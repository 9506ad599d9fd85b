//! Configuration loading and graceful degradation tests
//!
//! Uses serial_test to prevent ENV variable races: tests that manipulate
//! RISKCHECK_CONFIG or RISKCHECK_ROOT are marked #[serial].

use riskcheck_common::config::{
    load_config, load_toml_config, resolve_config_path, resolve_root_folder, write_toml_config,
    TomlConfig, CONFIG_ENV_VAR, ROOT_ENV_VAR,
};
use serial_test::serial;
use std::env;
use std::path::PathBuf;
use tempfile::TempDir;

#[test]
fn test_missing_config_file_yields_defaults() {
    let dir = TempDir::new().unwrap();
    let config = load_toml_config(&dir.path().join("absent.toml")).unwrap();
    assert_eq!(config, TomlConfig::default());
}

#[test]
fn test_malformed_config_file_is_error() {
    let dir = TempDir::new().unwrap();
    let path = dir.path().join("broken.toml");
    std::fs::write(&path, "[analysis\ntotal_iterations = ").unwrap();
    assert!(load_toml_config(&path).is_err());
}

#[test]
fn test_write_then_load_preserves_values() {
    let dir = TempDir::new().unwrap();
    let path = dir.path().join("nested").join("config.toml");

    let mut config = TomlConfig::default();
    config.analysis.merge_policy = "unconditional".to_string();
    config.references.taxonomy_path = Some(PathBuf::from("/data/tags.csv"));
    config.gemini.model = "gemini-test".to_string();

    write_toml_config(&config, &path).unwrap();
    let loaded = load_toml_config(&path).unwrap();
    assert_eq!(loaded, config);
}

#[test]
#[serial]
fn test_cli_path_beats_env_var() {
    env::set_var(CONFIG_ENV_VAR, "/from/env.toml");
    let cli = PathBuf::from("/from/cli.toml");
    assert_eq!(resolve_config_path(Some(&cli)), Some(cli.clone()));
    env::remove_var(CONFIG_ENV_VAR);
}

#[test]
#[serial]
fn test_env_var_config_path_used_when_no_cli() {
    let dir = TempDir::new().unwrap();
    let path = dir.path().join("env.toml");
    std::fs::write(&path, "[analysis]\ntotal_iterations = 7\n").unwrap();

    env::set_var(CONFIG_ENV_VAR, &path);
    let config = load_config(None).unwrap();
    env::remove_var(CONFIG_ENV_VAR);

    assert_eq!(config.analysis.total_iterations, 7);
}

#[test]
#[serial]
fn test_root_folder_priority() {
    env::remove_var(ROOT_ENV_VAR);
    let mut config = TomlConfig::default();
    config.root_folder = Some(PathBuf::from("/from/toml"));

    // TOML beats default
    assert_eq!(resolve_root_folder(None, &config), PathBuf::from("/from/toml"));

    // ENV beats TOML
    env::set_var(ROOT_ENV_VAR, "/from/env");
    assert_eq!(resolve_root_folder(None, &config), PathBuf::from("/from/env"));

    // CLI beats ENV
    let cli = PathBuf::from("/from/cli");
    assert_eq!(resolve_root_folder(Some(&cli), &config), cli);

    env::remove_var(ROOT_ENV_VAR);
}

------------------------------------------------

[BRIEF]
Return the material in full, restating each entry word for word.

[SOLUTION FOR THIS EXERCISE]
repository 9506ad599d9fd85b
//! Configuration loading and graceful degradation tests
//!
//! Uses serial_test to prevent ENV variable races: tests that manipulate
//! RISKCHECK_CONFIG or RISKCHECK_ROOT are marked #[serial].

use riskcheck_common::config::{
    load_config, load_toml_config, resolve_config_path, resolve_root_folder, write_toml_config,
    TomlConfig, CONFIG_ENV_VAR, ROOT_ENV_VAR,
};
use serial_test::serial;
use std::env;
use std::path::PathBuf;
use tempfile::TempDir;

#[test]
fn test_missing_config_file_yields_defaults() {
    let dir = TempDir::new().unwrap();
    let config = load_toml_config(&dir.path().join("absent.toml")).unwrap();
    assert_eq!(config, TomlConfig::default());
}

#[test]
fn test_malformed_config_file_is_error() {
    let dir = TempDir::new().unwrap();
    let path = dir.path().join("broken.toml");
    std::fs::write(&path, "[analysis\ntotal_iterations = ").unwrap();
    assert!(load_toml_config(&path).is_err());
}

#[test]
fn test_write_then_load_preserves_values() {
    let dir = TempDir::new().unwrap();
    let path = dir.path().join("nested").join("config.toml");

    let mut config = TomlConfig::default();
    config.analysis.merge_policy = "unconditional".to_string();
    config.references.taxonomy_path = Some(PathBuf::from("/data/tags.csv"));
    config.gemini.model = "gemini-test".to_string();

    write_toml_config(&config, &path).unwrap();
    let loaded = load_toml_config(&path).unwrap();
    assert_eq!(loaded, config);
}

#[test]
#[serial]
fn test_cli_path_beats_env_var() {
    env::set_var(CONFIG_ENV_VAR, "/from/env.toml");
    let cli = PathBuf::from("/from/cli.toml");
    assert_eq!(resolve_config_path(Some(&cli)), Some(cli.clone()));
    env::remove_var(CONFIG_ENV_VAR);
}

#[test]
#[serial]
fn test_env_var_config_path_used_when_no_cli() {
    let dir = TempDir::new().unwrap();
    let path = dir.path().join("env.toml");
    std::fs::write(&path, "[analysis]\ntotal_iterations = 7\n").unwrap();

    env::set_var(CONFIG_ENV_VAR, &path);
    let config = load_config(None).unwrap();
    env::remove_var(CONFIG_ENV_VAR);

    assert_eq!(config.analysis.total_iterations, 7);
}

#[test]
#[serial]
fn test_root_folder_priority() {
    env::remove_var(ROOT_ENV_VAR);
    let mut config = TomlConfig::default();
    config.root_folder = Some(PathBuf::from("/from/toml"));

    // TOML beats default
    assert_eq!(resolve_root_folder(None, &config), PathBuf::from("/from/toml"));

    // ENV beats TOML
    env::set_var(ROOT_ENV_VAR, "/from/env");
    assert_eq!(resolve_root_folder(None, &config), PathBuf::from("/from/env"));

    // CLI beats ENV
    let cli = PathBuf::from("/from/cli");
    assert_eq!(resolve_root_folder(Some(&cli), &config), cli);

    env::remove_var(ROOT_ENV_VAR);
}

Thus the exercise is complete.